Актер на репетиции - [49]

Шрифт
Интервал

Шукшин в этом эпизоде вдвойне зависит от Федосеевой, связан с ней накрепко. Сцена написана так, что после двух-трех Любиных реплик начинается исповедь Егора, а на исповедь его может вызвать лишь ее мужественность и прямота. Режиссер ведь недаром сказал, что в Любе Егор видит себя такого, каким он хотел быть. От Любы движение эпизода и идет, а для актера Шукшина оно идет от актрисы Федосеевой. Репетируя, он не раз скажет: «Хочу видеть Любины глаза».

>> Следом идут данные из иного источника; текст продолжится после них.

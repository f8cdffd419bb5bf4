//! # tandem-core
//!
//! Synchronization core for the Tandem collaboration server.
//!
//! Two independent halves live here:
//!
//! - **Relay** - topic pub/sub used by peers to exchange WebRTC handshakes,
//!   built from a [`ConnectionRegistry`] (liveness) and a [`TopicBroker`]
//!   (membership and fan-out)
//! - **Documents** - the [`DocumentStore`] holding one authoritative CRDT per
//!   room, reached either by a [`LiveSession`] over a socket or by
//!   [`reconcile`] for socketless polls
//!
//! ## Architecture
//!
//! ```text
//! ┌─────────────┐     ┌──────────────────┐     ┌─────────────┐
//! │  Signaling  │────▶│ Relay / Registry │────▶│ TopicBroker │
//! └─────────────┘     └──────────────────┘     └─────────────┘
//!
//! ┌─────────────┐     ┌──────────────────┐
//! │ LiveSession │────▶│                  │
//! └─────────────┘     │  DocumentStore   │──▶ SharedDoc (one per room)
//! ┌─────────────┐     │                  │
//! │  reconcile  │────▶│                  │
//! └─────────────┘     └──────────────────┘
//! ```

pub mod access;
pub mod broker;
pub mod connection;
pub mod document;
pub mod live;
pub mod poll;
pub mod registry;
pub mod relay;
pub mod store;
pub mod topic;

#[cfg(test)]
mod test_support;

pub use access::{AccessGrant, AccessPolicy, AccessRequest, HeaderAccessPolicy};
pub use broker::{BrokerConfig, BrokerError, BrokerStats, Published, TopicBroker};
pub use connection::{CloseReason, ConnectionHandle, ConnectionId, DeliveryError, Outbound};
pub use document::{DocOrigin, RoomEvent, SessionInfo, SharedDoc, StoreError};
pub use live::{verify_room_identity, Forward, LiveError, LiveSession, SessionState};
pub use poll::{reconcile, require_room, PollError, PollOutcome, Reconciled};
pub use registry::{ConnectionRegistry, Probe};
pub use relay::{Handled, Relay, RelayConfig, RelayStats};
pub use store::{DocumentStore, StoreConfig, StoreStats};
pub use topic::{validate_topic_name, Topic};
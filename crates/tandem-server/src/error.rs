//! HTTP error responses.

use axum::http::StatusCode;
use axum::response::{IntoResponse, Response};
use axum::Json;
use serde_json::json;
use tandem_core::{LiveError, PollError};
use thiserror::Error;
use tracing::warn;

/// Errors returned to HTTP clients.
#[derive(Debug, Error)]
pub enum ApiError {
    /// Request is malformed.
    #[error("{0}")]
    BadRequest(String),

    /// Request is not allowed.
    #[error("{0}")]
    Unauthorized(String),

    /// Request body is over the configured limit.
    #[error("{0}")]
    PayloadTooLarge(String),
}

impl From<PollError> for ApiError {
    fn from(e: PollError) -> Self {
        match e {
            PollError::MissingRoom => ApiError::BadRequest("Missing room query parameter".into()),
        }
    }
}

impl From<LiveError> for ApiError {
    fn from(e: LiveError) -> Self {
        match e {
            LiveError::RoomMismatch { .. } => ApiError::Unauthorized("Room mismatch".into()),
            other => ApiError::BadRequest(other.to_string()),
        }
    }
}

impl IntoResponse for ApiError {
    fn into_response(self) -> Response {
        let status = match &self {
            ApiError::BadRequest(_) => StatusCode::BAD_REQUEST,
            ApiError::Unauthorized(_) => StatusCode::UNAUTHORIZED,
            ApiError::PayloadTooLarge(_) => StatusCode::PAYLOAD_TOO_LARGE,
        };
        warn!(status = %status, error = %self, "Request rejected");
        (status, Json(json!({ "error": self.to_string() }))).into_response()
    }
}
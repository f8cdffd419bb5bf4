//! # Tandem Server
//!
//! Signaling relay and collaborative document hub.
//!
//! ## Usage
//!
//! ```bash
//! # Run with default settings
//! tandem
//!
//! # Run with environment variables
//! TANDEM_PORT=8080 TANDEM_HOST=0.0.0.0 TANDEM_HEARTBEAT_MS=30000 tandem
//! ```
//!
//! Configuration is read from `tandem.toml`, `/etc/tandem/tandem.toml` or
//! `~/.config/tandem/tandem.toml`, whichever exists first.

mod config;
mod error;
mod handlers;
mod metrics;

use anyhow::Result;
use tracing_subscriber::{layer::SubscriberExt, util::SubscriberInitExt};

#[tokio::main]
async fn main() -> Result<()> {
    // Initialize tracing
    tracing_subscriber::registry()
        .with(
            tracing_subscriber::EnvFilter::try_from_default_env()
                .unwrap_or_else(|_| "tandem_server=debug,tandem_core=debug,tower_http=debug".into()),
        )
        .with(tracing_subscriber::fmt::layer())
        .init();

    let config = config::Config::load()?;

    tracing::info!("Starting Tandem server on {}:{}", config.host, config.port);

    metrics::init_metrics();

    handlers::run_server(config).await?;

    Ok(())
}
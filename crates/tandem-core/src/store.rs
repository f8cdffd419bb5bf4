//! In-memory registry of live documents.
//!
//! The store is the only place a [`SharedDoc`] is created, which keeps the
//! one-document-per-room invariant: concurrent first access to a room
//! resolves to the same instance.

use crate::connection::ConnectionId;
use crate::document::{DocOrigin, SharedDoc, StoreError, DEFAULT_BROADCAST_CAPACITY};
use dashmap::DashMap;
use std::sync::Arc;
use tandem_protocol::encode_base64;
use tracing::{debug, info};

/// Store configuration.
#[derive(Debug, Clone)]
pub struct StoreConfig {
    /// Per-room broadcast capacity for live sessions.
    pub broadcast_capacity: usize,
}

impl Default for StoreConfig {
    fn default() -> Self {
        Self {
            broadcast_capacity: DEFAULT_BROADCAST_CAPACITY,
        }
    }
}

/// Registry of live documents keyed by room name.
pub struct DocumentStore {
    docs: DashMap<String, Arc<SharedDoc>>,
    config: StoreConfig,
}

impl DocumentStore {
    /// Create a store with default configuration.
    #[must_use]
    pub fn new() -> Self {
        Self::with_config(StoreConfig::default())
    }

    /// Create a store with custom configuration.
    #[must_use]
    pub fn with_config(config: StoreConfig) -> Self {
        info!("Creating document store with config: {:?}", config);
        Self {
            docs: DashMap::new(),
            config,
        }
    }

    /// Get the document for `room`, creating it for a live session if needed.
    pub fn get_or_create(&self, room: &str) -> Arc<SharedDoc> {
        self.get_or_create_with(room, DocOrigin::Live).0
    }

    /// Get the document for `room`, creating it with `origin` if needed.
    ///
    /// The flag is `true` if this call created the document.
    pub fn get_or_create_with(&self, room: &str, origin: DocOrigin) -> (Arc<SharedDoc>, bool) {
        let mut created = false;
        let doc = self
            .docs
            .entry(room.to_string())
            .or_insert_with(|| {
                created = true;
                debug!(room = %room, origin = ?origin, "Creating document");
                Arc::new(SharedDoc::new(room, origin, self.config.broadcast_capacity))
            })
            .clone();
        (doc, created)
    }

    /// Get the document for `room` if it exists.
    #[must_use]
    pub fn get(&self, room: &str) -> Option<Arc<SharedDoc>> {
        self.docs.get(room).map(|d| Arc::clone(d.value()))
    }

    /// Encode a document's full state.
    pub async fn encode(&self, doc: &SharedDoc) -> Vec<u8> {
        doc.encode().await
    }

    /// Merge remote bytes into a document.
    ///
    /// # Errors
    ///
    /// Returns an error if the bytes are not a valid update; the document is
    /// left untouched.
    pub async fn merge(
        &self,
        doc: &SharedDoc,
        remote: &[u8],
        origin: Option<&ConnectionId>,
    ) -> Result<(), StoreError> {
        doc.merge(remote, origin).await
    }

    /// Check whether a base64 snapshot is exactly the document's current
    /// encoded state.
    pub async fn same_state(&self, doc: &SharedDoc, snapshot: &str) -> bool {
        encode_base64(&doc.encode().await) == snapshot.trim()
    }

    /// Visit every document.
    pub fn for_each<F>(&self, mut f: F)
    where
        F: FnMut(&str, &Arc<SharedDoc>),
    {
        for entry in self.docs.iter() {
            f(entry.key(), entry.value());
        }
    }

    /// Ask the live sessions of `room` to close, optionally only those of
    /// one user. Returns how many sessions were told; unknown rooms yield 0.
    pub fn reset(&self, room: &str, user_id: Option<&str>) -> usize {
        self.get(room).map(|doc| doc.reset(user_id)).unwrap_or(0)
    }

    /// Number of documents.
    #[must_use]
    pub fn len(&self) -> usize {
        self.docs.len()
    }

    /// Check if the store holds no documents.
    #[must_use]
    pub fn is_empty(&self) -> bool {
        self.docs.is_empty()
    }

    /// Get store statistics.
    #[must_use]
    pub fn stats(&self) -> StoreStats {
        let mut stats = StoreStats::default();
        self.for_each(|_, doc| {
            stats.document_count += 1;
            stats.session_count += doc.session_count();
        });
        stats
    }
}

impl Default for DocumentStore {
    fn default() -> Self {
        Self::new()
    }
}

/// Store statistics.
#[derive(Debug, Clone, Default)]
pub struct StoreStats {
    /// Number of live documents.
    pub document_count: usize,
    /// Number of attached live sessions.
    pub session_count: usize,
}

А Федосеевой Любу поначалу только жаль, и от этой жалости возникает в эпизоде некая расслабленность, от которой Шукшин во что бы то ни стало хочет избавиться. Конечно, можно, и себя жалея, и собой хвалясь, себя прощая, сказать: «Я бы хотел не врать, Люба. Мне всю жизнь противно врать… Я вру, конечно, но от этого… только тяжелее жить. Я вру и презираю себя. И охота уж добить свою жизнь совсем, вдребезги. Только бы весело и, желательно, с водкой…» Но если это будет так сказано, то финала актеру не оправдать. Кто в минуту исповеди собой восхищается, тот смертью свои грехи искупать не станет. Чем дальше идет репетиция (Шукшин и Федосеева все повторяют и повторяют недлинный свой диалог), тем нервнее, потеряннее и даже беспомощнее становится Егор. Потом Шукшин сформулирует: «Вкусив сладкий вкус исповеди, он двинулся на зов совести». Но пока формулировки нет, и только одно видно: как страдает и мучается человек. Реальный человек, а не выдуманный, потому что нет для нас ни павильона, ни кинокамеры, ни всего того и всех тех, кто вокруг, а есть только он и Люба. И только одно вы видите и одного ждете: что же все-таки сделает и скажет притягательный этот человек? А он заплачет, и Люба заплачет вслед за ним, и, хотя вы вспомните, что режиссер просил актеров «быть мужественней», ни тогда, ни после вас не удивят эти слезы. Режиссер просил, а Егор Прокудин не сдержался, заплакал, и в этих слезах открылась новая и высшая правда.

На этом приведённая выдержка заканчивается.